::: Record extracts :::
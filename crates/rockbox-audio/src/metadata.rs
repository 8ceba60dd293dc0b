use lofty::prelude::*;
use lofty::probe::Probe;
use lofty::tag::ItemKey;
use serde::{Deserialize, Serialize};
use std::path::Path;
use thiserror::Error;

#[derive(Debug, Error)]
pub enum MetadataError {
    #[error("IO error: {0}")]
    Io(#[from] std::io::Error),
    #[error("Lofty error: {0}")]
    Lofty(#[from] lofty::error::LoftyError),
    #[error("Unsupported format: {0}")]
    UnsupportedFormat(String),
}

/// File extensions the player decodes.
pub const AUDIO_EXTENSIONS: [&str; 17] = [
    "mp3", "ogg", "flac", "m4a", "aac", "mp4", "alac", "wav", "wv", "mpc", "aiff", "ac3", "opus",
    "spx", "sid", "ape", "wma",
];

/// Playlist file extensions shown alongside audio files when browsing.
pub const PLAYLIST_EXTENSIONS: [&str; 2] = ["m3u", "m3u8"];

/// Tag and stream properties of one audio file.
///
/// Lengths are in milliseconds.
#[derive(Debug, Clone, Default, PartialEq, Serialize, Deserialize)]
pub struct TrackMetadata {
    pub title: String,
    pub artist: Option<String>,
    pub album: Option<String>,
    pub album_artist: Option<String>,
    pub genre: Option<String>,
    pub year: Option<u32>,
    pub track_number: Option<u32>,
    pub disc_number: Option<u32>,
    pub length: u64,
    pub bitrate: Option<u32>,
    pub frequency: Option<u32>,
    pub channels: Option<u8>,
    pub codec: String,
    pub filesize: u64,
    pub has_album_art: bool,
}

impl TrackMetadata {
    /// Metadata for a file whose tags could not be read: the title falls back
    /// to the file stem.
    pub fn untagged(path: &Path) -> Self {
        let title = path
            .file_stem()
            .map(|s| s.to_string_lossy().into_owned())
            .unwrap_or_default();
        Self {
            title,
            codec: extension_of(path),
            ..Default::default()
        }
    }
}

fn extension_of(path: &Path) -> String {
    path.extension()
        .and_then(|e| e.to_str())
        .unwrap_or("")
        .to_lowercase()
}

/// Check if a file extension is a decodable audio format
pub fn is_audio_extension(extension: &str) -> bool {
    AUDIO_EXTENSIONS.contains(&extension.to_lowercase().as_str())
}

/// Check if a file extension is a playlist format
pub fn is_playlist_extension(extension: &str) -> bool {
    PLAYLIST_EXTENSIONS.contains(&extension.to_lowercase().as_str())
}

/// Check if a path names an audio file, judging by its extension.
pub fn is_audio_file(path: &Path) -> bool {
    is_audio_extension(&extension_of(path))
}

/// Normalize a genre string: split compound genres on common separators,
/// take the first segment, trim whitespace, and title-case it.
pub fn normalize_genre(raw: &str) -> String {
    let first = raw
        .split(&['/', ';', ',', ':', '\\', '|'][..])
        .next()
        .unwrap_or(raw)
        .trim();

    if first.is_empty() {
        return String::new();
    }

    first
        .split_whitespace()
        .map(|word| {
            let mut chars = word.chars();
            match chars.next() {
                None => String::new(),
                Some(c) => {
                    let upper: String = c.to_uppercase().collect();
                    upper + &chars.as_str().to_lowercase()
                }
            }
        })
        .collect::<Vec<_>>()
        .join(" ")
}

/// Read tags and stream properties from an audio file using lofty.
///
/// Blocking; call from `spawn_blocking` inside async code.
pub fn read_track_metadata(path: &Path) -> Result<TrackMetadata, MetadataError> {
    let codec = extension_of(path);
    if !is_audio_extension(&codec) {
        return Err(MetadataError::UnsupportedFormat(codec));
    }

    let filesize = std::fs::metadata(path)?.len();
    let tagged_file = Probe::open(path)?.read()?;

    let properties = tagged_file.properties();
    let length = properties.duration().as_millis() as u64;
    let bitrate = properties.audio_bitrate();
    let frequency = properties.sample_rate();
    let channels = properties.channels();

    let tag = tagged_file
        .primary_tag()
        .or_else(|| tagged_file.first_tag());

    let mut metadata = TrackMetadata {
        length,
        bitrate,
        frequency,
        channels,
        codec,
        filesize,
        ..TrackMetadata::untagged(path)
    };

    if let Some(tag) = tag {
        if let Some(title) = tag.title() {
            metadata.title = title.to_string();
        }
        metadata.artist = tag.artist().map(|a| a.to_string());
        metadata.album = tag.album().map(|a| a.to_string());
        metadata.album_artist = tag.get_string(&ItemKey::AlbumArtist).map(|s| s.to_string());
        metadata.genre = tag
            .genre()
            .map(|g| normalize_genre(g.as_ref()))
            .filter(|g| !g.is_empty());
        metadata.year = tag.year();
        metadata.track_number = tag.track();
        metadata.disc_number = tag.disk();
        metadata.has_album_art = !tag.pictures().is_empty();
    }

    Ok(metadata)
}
:::
**Exercise prompt:** The answer must be every entry, reproduced exactly.

**Task response:**
filename crates/rockbox-audio/src/metadata.rs
repository 8ceba60dd293dc0b
use lofty::prelude::*;
use lofty::probe::Probe;
use lofty::tag::ItemKey;
use serde::{Deserialize, Serialize};
use std::path::Path;
use thiserror::Error;

#[derive(Debug, Error)]
pub enum MetadataError {
    #[error("IO error: {0}")]
    Io(#[from] std::io::Error),
    #[error("Lofty error: {0}")]
    Lofty(#[from] lofty::error::LoftyError),
    #[error("Unsupported format: {0}")]
    UnsupportedFormat(String),
}

/// File extensions the player decodes.
pub const AUDIO_EXTENSIONS: [&str; 17] = [
    "mp3", "ogg", "flac", "m4a", "aac", "mp4", "alac", "wav", "wv", "mpc", "aiff", "ac3", "opus",
    "spx", "sid", "ape", "wma",
];

/// Playlist file extensions shown alongside audio files when browsing.
pub const PLAYLIST_EXTENSIONS: [&str; 2] = ["m3u", "m3u8"];

/// Tag and stream properties of one audio file.
///
/// Lengths are in milliseconds.
#[derive(Debug, Clone, Default, PartialEq, Serialize, Deserialize)]
pub struct TrackMetadata {
    pub title: String,
    pub artist: Option<String>,
    pub album: Option<String>,
    pub album_artist: Option<String>,
    pub genre: Option<String>,
    pub year: Option<u32>,
    pub track_number: Option<u32>,
    pub disc_number: Option<u32>,
    pub length: u64,
    pub bitrate: Option<u32>,
    pub frequency: Option<u32>,
    pub channels: Option<u8>,
    pub codec: String,
    pub filesize: u64,
    pub has_album_art: bool,
}

impl TrackMetadata {
    /// Metadata for a file whose tags could not be read: the title falls back
    /// to the file stem.
    pub fn untagged(path: &Path) -> Self {
        let title = path
            .file_stem()
            .map(|s| s.to_string_lossy().into_owned())
            .unwrap_or_default();
        Self {
            title,
            codec: extension_of(path),
            ..Default::default()
        }
    }
}

fn extension_of(path: &Path) -> String {
    path.extension()
        .and_then(|e| e.to_str())
        .unwrap_or("")
        .to_lowercase()
}

/// Check if a file extension is a decodable audio format
pub fn is_audio_extension(extension: &str) -> bool {
    AUDIO_EXTENSIONS.contains(&extension.to_lowercase().as_str())
}

/// Check if a file extension is a playlist format
pub fn is_playlist_extension(extension: &str) -> bool {
    PLAYLIST_EXTENSIONS.contains(&extension.to_lowercase().as_str())
}

/// Check if a path names an audio file, judging by its extension.
pub fn is_audio_file(path: &Path) -> bool {
    is_audio_extension(&extension_of(path))
}

/// Normalize a genre string: split compound genres on common separators,
/// take the first segment, trim whitespace, and title-case it.
pub fn normalize_genre(raw: &str) -> String {
    let first = raw
        .split(&['/', ';', ',', ':', '\\', '|'][..])
        .next()
        .unwrap_or(raw)
        .trim();

    if first.is_empty() {
        return String::new();
    }

    first
        .split_whitespace()
        .map(|word| {
            let mut chars = word.chars();
            match chars.next() {
                None => String::new(),
                Some(c) => {
                    let upper: String = c.to_uppercase().collect();
                    upper + &chars.as_str().to_lowercase()
                }
            }
        })
        .collect::<Vec<_>>()
        .join(" ")
}

/// Read tags and stream properties from an audio file using lofty.
///
/// Blocking; call from `spawn_blocking` inside async code.
pub fn read_track_metadata(path: &Path) -> Result<TrackMetadata, MetadataError> {
    let codec = extension_of(path);
    if !is_audio_extension(&codec) {
        return Err(MetadataError::UnsupportedFormat(codec));
    }

    let filesize = std::fs::metadata(path)?.len();
    let tagged_file = Probe::open(path)?.read()?;

    let properties = tagged_file.properties();
    let length = properties.duration().as_millis() as u64;
    let bitrate = properties.audio_bitrate();
    let frequency = properties.sample_rate();
    let channels = properties.channels();

    let tag = tagged_file
        .primary_tag()
        .or_else(|| tagged_file.first_tag());

    let mut metadata = TrackMetadata {
        length,
        bitrate,
        frequency,
        channels,
        codec,
        filesize,
        ..TrackMetadata::untagged(path)
    };

    if let Some(tag) = tag {
        if let Some(title) = tag.title() {
            metadata.title = title.to_string();
        }
        metadata.artist = tag.artist().map(|a| a.to_string());
        metadata.album = tag.album().map(|a| a.to_string());
        metadata.album_artist = tag.get_string(&ItemKey::AlbumArtist).map(|s| s.to_string());
        metadata.genre = tag
            .genre()
            .map(|g| normalize_genre(g.as_ref()))
            .filter(|g| !g.is_empty());
        metadata.year = tag.year();
        metadata.track_number = tag.track();
        metadata.disc_number = tag.disk();
        metadata.has_album_art = !tag.pictures().is_empty();
    }

    Ok(metadata)
}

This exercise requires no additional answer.